Zoom link: https://lums-edu-pk.zoom.us/j/98627138734?pwd=NHNHN3RBOGlOSlFpM250Vk5Yc2MvZz09

Meeting ID: 986 2713 8734

Passcode: 349394 

References 

  1. Jacobson, A. J., Materials for solid oxide fuel cells. Chemistry of Materials 2009, 22 (3), 660-674.
  2. Adams, T. A.; Nease, J.; Tucker, D.; Barton, P. I., Energy conversion with solid oxide fuel cell systems: A review of concepts and outlooks for the short-and long-term.

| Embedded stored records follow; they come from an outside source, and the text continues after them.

impl RoundAccountingEngine {
    /// Snapshot the current round's balance and depositor roster, and fix
    /// its PnL multiplier.
    #[instrument(skip(self))]
    pub fn prepare_round_closing(&mut self) -> Result<()> {
        if !self.state.started {
            return Err(PoolError::PoolNotStarted);
        }
        let round = self.state.round;
        if self.state.closing_prepared() {
            return Err(PoolError::RoundClosingAlreadyPrepared(round));
        }

        let now = self.now();
        let record = self.record(round)?;
        let end_time = record.end_time.ok_or(PoolError::RoundNotStarted(round))?;
        if now < end_time {
            return Err(PoolError::RoundNotEnded { round, end_time });
        }
        if !record.all_tickets_exercised() {
            return Err(PoolError::RoundNotReadyToClose {
                round,
                reason: format!("{} tickets not exercised", record.pending_tickets.len()),
            });
        }
        let allocation = record.allocation;

        let closing_balance = self.pool_balance(round)?;
        let profit = closing_balance.saturating_sub(allocation);
        let safe_box_cut = if profit.is_zero() {
            Amount::ZERO
        } else {
            representable_floor(
                profit.try_mul_ratio(self.limits.safe_box_impact)?,
                self.ledger.collateral().decimals(),
            )?
        };
        let pnl = if allocation.is_zero() {
            Ratio::ONE
        } else {
            Ratio::from_fraction(closing_balance.try_sub(safe_box_cut)?, allocation)?
        };
        let depositors = self.state.book.depositors(round);

        self.record_mut(round)?.transition(RoundPhase::ClosingPrepared);
        info!(
            round = %round,
            allocation = %allocation,
            closing_balance = %closing_balance,
            safe_box_cut = %safe_box_cut,
            pnl = %pnl,
            depositors = depositors.len(),
            "Round closing prepared"
        );
        self.emit(PoolEvent::RoundClosingPrepared {
            round,
            closing_balance,
            depositors: depositors.len(),
        });

        self.state.closing = Some(ClosingSnapshot {
            round,
            allocation,
            closing_balance,
            profit,
            safe_box_cut,
            pnl,
            depositors,
            cursor: 0,
            processed: BTreeSet::new(),
            withdrawals_paid: Amount::ZERO,
            prepared_at: now,
        });
        Ok(())
    }

    fn rollover_for(
        &self,
        snapshot: &ClosingSnapshot,
        user: &UserId,
        plan: &mut TransferPlan,
    ) -> Result<Rollover> {
        let round = snapshot.round;
        let balance_after = self
            .state
            .book
            .balance(round, user)
            .try_mul_ratio(snapshot.pnl)?;

        let request = self
            .state
            .withdrawal_requests
            .get(user)
            .filter(|r| r.round == round);

        let Some(request) = request else {
            return Ok(Rollover::Stage(balance_after));
        };

        let wanted = match request.share {
            None => balance_after,
            Some(share) => balance_after.try_mul_ratio(share)?,
        };
        let paid = plan.transfer(
            LedgerAccount::RoundPool(round),
            LedgerAccount::User(user.clone()),
            wanted,
            "withdrawal",
        )?;
        let staged = if request.is_full() {
            Amount::ZERO
        } else {
            balance_after.try_sub(paid)?
        };
        Ok(Rollover::Withdraw { paid, staged })
    }

    /// Roll up to `batch_size` depositors of the closing round into the next
    /// round, paying out withdrawal requests. Safe to repeat.
    #[instrument(skip(self))]
    pub fn process_round_closing_batch(&mut self, batch_size: usize) -> Result<ClosingBatchOutcome> {
        if batch_size == 0 {
            return Err(PoolError::InvalidBatchSize);
        }
        let snapshot = self
            .state
            .closing
            .as_ref()
            .ok_or(PoolError::RoundClosingNotPrepared(self.state.round))?;
        let round = snapshot.round;
        let next = round.next();

        let mut plan = TransferPlan::for_ledger(
            format!("closing-batch:{}:{}", round, snapshot.cursor),
            &*self.ledger,
        );
        let mut cursor = snapshot.cursor;
        let mut results: Vec<(UserId, Rollover)> = Vec::new();

        while cursor < snapshot.depositors.len() && results.len() < batch_size {
            let user = &snapshot.depositors[cursor];
            cursor += 1;
            if snapshot.processed.contains(user) {
                continue;
            }
            let rollover = self.rollover_for(snapshot, user, &mut plan)?;
            results.push((user.clone(), rollover));
        }

        // Book credits must not overflow once the ledger has moved.
        let mut withdrawals_paid = snapshot.withdrawals_paid;
        for (user, rollover) in &results {
            let staged = match rollover {
                Rollover::Stage(amount) => *amount,
                Rollover::Withdraw { paid, staged } => {
                    withdrawals_paid = withdrawals_paid.try_add(*paid)?;
                    *staged
                }
            };
            self.state.book.balance(next, user).try_add(staged)?;
        }

        plan.commit(&*self.ledger)?;

        let processed = results.len();
        for (user, rollover) in results {
            match rollover {
                Rollover::Stage(amount) => {
                    self.state.book.credit(next, &user, amount)?;
                }
                Rollover::Withdraw { paid, staged } => {
                    self.state.book.credit(next, &user, staged)?;
                    self.state.withdrawal_requests.remove(&user);
                    self.metrics.withdrawal_paid();
                    self.emit(PoolEvent::Claimed {
                        user: user.clone(),
                        round,
                        amount: paid,
                    });
                }
            }
            if let Some(snapshot) = self.state.closing.as_mut() {
                snapshot.processed.insert(user);
            }
        }

        let remaining = match self.state.closing.as_mut() {
            Some(snapshot) => {
                snapshot.cursor = cursor;
                snapshot.withdrawals_paid = withdrawals_paid;
                snapshot.remaining()
            }
            None => 0,
        };
        self.record_mut(round)?.transition(RoundPhase::Processing);
        self.metrics.add_depositors_processed(processed as u64);

        info!(round = %round, processed, remaining, "Closing batch processed");
        self.emit(PoolEvent::RoundClosingBatchProcessed {
            round,
            processed,
            remaining,
        });

        Ok(ClosingBatchOutcome {
            processed,
            remaining,
        })
    }

    /// Finalize the round: pay the safe box, roll the remaining balance into
    /// the next round's pool, record PnL and open the next round.
    #[instrument(skip(self))]
    pub fn close_round(&mut self) -> Result<RoundSettlement> {
        let snapshot = self
            .state
            .closing
            .as_ref()
            .ok_or(PoolError::RoundClosingNotPrepared(self.state.round))?;
        if !snapshot.is_complete() {
            return Err(PoolError::RoundNotReadyToClose {
                round: snapshot.round,
                reason: format!("{} depositors not processed", snapshot.remaining()),
            });
        }

        let round = snapshot.round;
        let next = round.next();
        let now = self.now();

        let previous = round
            .previous()
            .and_then(|p| self.state.cumulative_pnl_at(p))
            .ok_or(PoolError::UnknownRound(round))?;
        let cumulative_pnl = previous.try_mul(snapshot.pnl)?;

        let balance = self.pool_balance(round)?;
        let carried_forward = balance.try_sub(snapshot.safe_box_cut)?;

        let pool_account = LedgerAccount::RoundPool(round);
        let mut plan = TransferPlan::for_ledger(format!("close:{}", round), &*self.ledger);
        plan.transfer_exact(
            pool_account.clone(),
            LedgerAccount::SafeBox,
            snapshot.safe_box_cut,
            "safe box",
        )?;
        plan.transfer_exact(
            pool_account,
            LedgerAccount::RoundPool(next),
            carried_forward,
            "rollover",
        )?;

        let end_time = self.record(round)?.end_time.ok_or(PoolError::RoundNotStarted(round))?;
        self.ensure_round(next)?;
        plan.commit(&*self.ledger)?;

        let snapshot = self
            .state
            .closing
            .take()
            .ok_or(PoolError::RoundClosingNotPrepared(round))?;
        let next_allocation = self.pool_balance(next)?;

        let settlement = RoundSettlement {
            allocation: snapshot.allocation,
            closing_balance: snapshot.closing_balance,
            safe_box_cut: snapshot.safe_box_cut,
            withdrawals_paid: snapshot.withdrawals_paid,
            carried_forward,
            pnl: snapshot.pnl,
            cumulative_pnl,
            closed_at: now,
        };

        let record = self.record_mut(round)?;
        record.transition(RoundPhase::Closed);
        record.settlement = Some(settlement);

        let round_length = self.limits.round_length;
        let next_record = self
            .state
            .rounds
            .entry(next)
            .or_insert_with(|| RoundRecord::pending(next));
        next_record.transition(RoundPhase::Active);
        next_record.allocation = next_allocation;
        next_record.start_time = Some(end_time);
        next_record.end_time = Some(end_time + round_length);

        self.state.pnl_per_round.insert(round, snapshot.pnl);
        self.state.cumulative_pnl.insert(round, cumulative_pnl);
        self.state.round = next;
        self.metrics.round_closed();

        info!(
            round = %round,
            pnl = %snapshot.pnl,
            cumulative_pnl = %cumulative_pnl,
            safe_box_cut = %snapshot.safe_box_cut,
            carried_forward = %carried_forward,
            next_allocation = %next_allocation,
            "Round closed"
        );
        self.emit(PoolEvent::RoundClosed {
            round,
            pnl: snapshot.pnl,
            cumulative_pnl,
            safe_box_cut: snapshot.safe_box_cut,
            next_allocation,
        });

        Ok(settlement)
    }

    /// Run the whole closing sequence with the configured batch size.
    pub fn close_current_round(&mut self) -> Result<RoundSettlement> {
        self.prepare_round_closing()?;
        let batch = self.config.default_closing_batch;
        while self.process_round_closing_batch(batch)?.remaining > 0 {}
        self.close_round()
    }
}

Industrial & Engineering Chemistry Research 2012, 52 (9), 3089-3111.
  3. Fop, S.; Skakle, J. M.; McLaughlin, A. C.; Connor, P. A.; Irvine, J. T.; Smith, R. I.; Wildman, E. J., Oxide ion conductivity in the hexagonal perovskite derivative Ba3MoNbO8. 5. Journal of the American Chemical Society 2016, 138 (51), 16764-16769.
  4. McCombie, K.; Wildman, E.; Fop, S.; Smith, R.; Skakle, J. M.; Mclaughlin, A., The crystal structure and electrical properties of the oxide ion conductor Ba 3 WNbO 8.5. Journal of Materials Chemistry A 2018, 6 (13), 5290-5295.